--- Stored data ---
[Start of Attachment]

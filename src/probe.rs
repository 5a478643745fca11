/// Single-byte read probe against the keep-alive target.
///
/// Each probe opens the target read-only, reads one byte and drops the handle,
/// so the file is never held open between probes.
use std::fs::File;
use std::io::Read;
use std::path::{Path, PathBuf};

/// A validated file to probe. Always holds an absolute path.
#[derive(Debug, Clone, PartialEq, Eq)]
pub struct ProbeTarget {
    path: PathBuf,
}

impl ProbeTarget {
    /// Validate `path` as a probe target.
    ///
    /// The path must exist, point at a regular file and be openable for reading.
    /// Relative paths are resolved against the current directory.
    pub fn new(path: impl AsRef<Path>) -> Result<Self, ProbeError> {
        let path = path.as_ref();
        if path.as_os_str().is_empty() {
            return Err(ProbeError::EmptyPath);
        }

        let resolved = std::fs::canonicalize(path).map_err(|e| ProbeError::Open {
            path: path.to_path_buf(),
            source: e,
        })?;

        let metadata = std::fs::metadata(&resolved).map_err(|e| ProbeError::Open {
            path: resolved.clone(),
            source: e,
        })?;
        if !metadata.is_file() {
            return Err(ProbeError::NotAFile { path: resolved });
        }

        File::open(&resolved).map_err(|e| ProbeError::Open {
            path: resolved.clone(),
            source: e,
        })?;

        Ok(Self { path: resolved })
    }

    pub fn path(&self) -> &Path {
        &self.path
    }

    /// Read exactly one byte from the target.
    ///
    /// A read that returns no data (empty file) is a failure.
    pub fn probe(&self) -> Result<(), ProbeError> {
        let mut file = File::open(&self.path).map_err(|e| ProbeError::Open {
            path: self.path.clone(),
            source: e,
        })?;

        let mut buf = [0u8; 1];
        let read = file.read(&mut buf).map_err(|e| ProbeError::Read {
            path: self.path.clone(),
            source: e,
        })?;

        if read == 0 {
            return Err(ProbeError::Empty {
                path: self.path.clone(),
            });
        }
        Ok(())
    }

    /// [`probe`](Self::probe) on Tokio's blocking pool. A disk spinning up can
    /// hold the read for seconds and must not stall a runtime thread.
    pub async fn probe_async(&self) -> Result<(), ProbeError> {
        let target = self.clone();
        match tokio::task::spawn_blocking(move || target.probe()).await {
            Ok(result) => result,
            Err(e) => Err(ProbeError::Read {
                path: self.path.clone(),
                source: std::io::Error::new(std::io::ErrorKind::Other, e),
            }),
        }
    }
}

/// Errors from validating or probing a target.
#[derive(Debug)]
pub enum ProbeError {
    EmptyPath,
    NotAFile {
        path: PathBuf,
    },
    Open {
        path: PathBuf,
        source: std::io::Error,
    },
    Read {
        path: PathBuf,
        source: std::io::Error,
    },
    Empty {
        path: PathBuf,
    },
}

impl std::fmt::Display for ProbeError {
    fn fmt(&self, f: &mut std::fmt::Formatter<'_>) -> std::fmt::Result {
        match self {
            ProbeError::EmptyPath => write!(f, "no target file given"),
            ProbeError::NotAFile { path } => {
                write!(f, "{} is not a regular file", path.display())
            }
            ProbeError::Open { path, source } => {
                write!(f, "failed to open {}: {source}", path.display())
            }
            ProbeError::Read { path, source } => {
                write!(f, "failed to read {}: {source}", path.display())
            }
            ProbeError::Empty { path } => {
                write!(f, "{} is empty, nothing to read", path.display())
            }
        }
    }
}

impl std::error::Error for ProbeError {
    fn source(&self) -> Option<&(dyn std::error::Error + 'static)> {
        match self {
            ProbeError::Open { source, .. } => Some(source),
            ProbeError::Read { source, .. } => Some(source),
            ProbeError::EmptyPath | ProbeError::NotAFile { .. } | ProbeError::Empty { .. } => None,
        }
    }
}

[End of Attachment]
[Start of Attachment]

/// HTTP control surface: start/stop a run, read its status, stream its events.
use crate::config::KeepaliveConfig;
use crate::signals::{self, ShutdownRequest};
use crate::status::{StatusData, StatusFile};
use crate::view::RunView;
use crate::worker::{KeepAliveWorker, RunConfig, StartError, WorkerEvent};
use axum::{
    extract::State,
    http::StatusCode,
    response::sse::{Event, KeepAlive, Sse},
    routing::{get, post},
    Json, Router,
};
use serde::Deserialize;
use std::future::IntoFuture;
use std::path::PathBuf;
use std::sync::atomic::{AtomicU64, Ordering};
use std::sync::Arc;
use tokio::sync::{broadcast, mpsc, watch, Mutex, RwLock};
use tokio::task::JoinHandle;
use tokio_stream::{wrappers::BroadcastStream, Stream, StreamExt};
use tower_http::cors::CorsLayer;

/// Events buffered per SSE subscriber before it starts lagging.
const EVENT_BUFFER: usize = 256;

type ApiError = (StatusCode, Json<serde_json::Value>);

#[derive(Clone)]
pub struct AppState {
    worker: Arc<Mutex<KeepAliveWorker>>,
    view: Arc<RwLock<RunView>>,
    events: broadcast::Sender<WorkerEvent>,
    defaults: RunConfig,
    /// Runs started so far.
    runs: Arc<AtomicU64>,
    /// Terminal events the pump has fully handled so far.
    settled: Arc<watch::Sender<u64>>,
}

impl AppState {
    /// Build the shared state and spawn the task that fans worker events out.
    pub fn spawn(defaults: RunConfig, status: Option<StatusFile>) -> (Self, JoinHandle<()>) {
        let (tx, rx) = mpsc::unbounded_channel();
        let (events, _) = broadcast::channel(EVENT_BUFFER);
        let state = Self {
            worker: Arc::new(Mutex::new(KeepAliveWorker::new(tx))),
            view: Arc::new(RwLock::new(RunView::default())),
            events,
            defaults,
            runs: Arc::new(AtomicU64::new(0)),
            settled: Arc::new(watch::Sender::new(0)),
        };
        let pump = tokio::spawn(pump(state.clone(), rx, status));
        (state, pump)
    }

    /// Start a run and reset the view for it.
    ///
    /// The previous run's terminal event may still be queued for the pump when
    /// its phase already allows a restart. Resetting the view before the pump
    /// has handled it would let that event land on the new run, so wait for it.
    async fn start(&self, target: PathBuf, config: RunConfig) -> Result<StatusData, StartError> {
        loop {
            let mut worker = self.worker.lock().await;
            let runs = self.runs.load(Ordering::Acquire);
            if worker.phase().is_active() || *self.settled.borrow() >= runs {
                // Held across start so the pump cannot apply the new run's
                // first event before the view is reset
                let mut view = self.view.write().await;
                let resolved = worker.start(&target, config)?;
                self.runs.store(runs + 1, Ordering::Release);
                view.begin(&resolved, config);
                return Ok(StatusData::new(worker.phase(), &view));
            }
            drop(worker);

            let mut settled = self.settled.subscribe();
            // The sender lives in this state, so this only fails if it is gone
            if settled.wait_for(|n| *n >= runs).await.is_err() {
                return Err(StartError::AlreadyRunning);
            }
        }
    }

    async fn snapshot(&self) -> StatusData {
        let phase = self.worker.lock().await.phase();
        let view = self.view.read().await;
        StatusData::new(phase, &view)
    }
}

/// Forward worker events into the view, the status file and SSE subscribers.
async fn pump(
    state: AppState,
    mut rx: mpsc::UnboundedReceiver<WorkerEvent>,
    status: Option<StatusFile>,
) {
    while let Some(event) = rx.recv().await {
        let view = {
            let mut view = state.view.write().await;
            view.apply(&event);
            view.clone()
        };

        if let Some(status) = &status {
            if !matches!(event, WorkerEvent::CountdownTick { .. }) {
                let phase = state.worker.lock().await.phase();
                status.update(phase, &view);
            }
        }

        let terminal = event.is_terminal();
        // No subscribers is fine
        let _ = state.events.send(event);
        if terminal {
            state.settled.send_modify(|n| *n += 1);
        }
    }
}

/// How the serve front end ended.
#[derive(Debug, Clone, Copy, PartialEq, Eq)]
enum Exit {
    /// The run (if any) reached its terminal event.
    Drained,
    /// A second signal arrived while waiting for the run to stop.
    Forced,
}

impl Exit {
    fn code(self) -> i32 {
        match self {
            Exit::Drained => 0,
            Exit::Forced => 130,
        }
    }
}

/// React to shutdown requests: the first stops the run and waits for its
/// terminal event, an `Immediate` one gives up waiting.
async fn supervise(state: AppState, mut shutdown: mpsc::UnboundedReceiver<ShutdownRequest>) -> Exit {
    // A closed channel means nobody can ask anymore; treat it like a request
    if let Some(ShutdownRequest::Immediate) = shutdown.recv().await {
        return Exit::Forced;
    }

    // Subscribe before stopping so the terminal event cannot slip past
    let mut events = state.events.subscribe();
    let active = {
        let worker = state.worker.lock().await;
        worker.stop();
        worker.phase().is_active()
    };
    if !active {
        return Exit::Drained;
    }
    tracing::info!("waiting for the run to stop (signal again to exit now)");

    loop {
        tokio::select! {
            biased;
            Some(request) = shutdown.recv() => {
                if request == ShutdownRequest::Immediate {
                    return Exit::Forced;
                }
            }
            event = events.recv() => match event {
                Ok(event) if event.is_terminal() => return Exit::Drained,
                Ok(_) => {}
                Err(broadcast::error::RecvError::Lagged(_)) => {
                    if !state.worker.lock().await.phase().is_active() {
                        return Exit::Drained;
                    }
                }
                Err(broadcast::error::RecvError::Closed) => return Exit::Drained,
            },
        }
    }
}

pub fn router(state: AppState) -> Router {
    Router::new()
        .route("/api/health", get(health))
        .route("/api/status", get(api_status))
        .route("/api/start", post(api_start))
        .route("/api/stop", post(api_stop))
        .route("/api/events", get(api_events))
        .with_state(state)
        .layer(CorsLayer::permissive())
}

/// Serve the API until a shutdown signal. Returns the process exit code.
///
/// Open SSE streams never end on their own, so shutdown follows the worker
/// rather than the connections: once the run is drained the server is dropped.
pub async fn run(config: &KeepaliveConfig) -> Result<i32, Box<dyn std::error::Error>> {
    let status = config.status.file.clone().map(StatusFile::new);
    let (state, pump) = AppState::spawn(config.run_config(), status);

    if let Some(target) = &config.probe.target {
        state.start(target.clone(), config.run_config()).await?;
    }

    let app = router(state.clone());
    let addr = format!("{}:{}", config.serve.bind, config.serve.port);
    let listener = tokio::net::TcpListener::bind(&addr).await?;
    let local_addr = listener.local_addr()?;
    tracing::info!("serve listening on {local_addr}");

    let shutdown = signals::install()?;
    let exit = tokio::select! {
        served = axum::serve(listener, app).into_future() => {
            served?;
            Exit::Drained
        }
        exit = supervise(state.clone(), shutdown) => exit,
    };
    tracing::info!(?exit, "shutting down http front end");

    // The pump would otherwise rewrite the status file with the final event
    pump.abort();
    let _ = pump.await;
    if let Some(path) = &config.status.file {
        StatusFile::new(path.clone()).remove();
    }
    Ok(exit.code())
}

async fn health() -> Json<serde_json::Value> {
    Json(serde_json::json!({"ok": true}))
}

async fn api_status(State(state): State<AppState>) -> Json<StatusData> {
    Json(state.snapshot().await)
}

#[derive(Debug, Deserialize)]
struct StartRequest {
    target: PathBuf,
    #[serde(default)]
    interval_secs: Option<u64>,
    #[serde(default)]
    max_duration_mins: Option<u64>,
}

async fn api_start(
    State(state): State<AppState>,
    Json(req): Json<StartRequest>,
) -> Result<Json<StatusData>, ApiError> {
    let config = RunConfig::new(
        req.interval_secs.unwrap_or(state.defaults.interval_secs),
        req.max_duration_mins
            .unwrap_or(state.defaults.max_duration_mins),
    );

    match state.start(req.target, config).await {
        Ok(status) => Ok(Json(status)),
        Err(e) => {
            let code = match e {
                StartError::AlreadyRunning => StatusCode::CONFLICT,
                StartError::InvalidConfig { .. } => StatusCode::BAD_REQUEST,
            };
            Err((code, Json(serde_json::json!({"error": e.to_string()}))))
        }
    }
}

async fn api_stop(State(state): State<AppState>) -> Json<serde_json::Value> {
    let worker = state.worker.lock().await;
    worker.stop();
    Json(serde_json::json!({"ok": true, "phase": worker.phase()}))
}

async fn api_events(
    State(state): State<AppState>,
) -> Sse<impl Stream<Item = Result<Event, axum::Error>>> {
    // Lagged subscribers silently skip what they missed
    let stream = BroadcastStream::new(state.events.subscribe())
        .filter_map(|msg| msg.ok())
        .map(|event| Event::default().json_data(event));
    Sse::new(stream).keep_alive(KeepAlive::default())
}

[End of Attachment]
[Start of Attachment]

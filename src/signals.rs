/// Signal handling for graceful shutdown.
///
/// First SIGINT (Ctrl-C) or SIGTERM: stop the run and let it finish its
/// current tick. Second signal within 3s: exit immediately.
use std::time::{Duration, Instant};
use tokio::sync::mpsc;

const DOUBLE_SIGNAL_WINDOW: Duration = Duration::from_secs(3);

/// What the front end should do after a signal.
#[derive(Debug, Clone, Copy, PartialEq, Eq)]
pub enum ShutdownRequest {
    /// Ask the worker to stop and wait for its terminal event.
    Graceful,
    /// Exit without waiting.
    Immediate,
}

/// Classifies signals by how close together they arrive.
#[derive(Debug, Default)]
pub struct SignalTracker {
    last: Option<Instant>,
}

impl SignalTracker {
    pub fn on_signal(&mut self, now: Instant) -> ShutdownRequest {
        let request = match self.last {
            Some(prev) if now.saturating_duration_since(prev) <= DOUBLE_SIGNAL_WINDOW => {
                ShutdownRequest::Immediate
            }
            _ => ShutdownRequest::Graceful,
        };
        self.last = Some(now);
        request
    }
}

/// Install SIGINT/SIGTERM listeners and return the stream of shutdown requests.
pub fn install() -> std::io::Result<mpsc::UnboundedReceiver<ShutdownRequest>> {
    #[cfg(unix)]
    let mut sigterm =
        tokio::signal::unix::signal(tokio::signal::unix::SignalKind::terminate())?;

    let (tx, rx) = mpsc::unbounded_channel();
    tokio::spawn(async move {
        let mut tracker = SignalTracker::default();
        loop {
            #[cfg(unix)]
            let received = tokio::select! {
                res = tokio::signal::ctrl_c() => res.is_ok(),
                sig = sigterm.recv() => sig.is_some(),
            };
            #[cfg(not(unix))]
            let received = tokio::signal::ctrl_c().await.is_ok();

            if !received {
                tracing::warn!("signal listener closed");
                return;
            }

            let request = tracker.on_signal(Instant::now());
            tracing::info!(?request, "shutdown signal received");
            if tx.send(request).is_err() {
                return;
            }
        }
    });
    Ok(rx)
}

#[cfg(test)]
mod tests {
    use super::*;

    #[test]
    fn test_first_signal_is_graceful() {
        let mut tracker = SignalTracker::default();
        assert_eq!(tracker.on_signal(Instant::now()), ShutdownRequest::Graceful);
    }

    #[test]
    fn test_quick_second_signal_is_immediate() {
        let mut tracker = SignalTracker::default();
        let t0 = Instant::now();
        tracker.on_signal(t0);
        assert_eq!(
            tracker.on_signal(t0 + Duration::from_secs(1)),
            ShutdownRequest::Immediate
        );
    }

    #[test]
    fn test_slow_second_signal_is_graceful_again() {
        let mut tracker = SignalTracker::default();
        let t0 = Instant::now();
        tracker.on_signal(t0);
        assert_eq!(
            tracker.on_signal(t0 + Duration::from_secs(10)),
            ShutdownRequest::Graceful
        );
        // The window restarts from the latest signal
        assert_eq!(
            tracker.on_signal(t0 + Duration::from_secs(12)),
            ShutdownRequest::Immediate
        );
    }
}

[End of Attachment]

--- TO DO ---
Repeat word for word the lines above that run from the line containing "sig = sigterm.recv()" through the line containing "let request = tracker.on_signal(Instant::now());", both ends included, and nothing else.

--- SOLUTION FOR THIS TASK ---
                sig = sigterm.recv() => sig.is_some(),
            };
            #[cfg(not(unix))]
            let received = tokio::signal::ctrl_c().await.is_ok();

            if !received {
                tracing::warn!("signal listener closed");
                return;
            }

            let request = tracker.on_signal(Instant::now());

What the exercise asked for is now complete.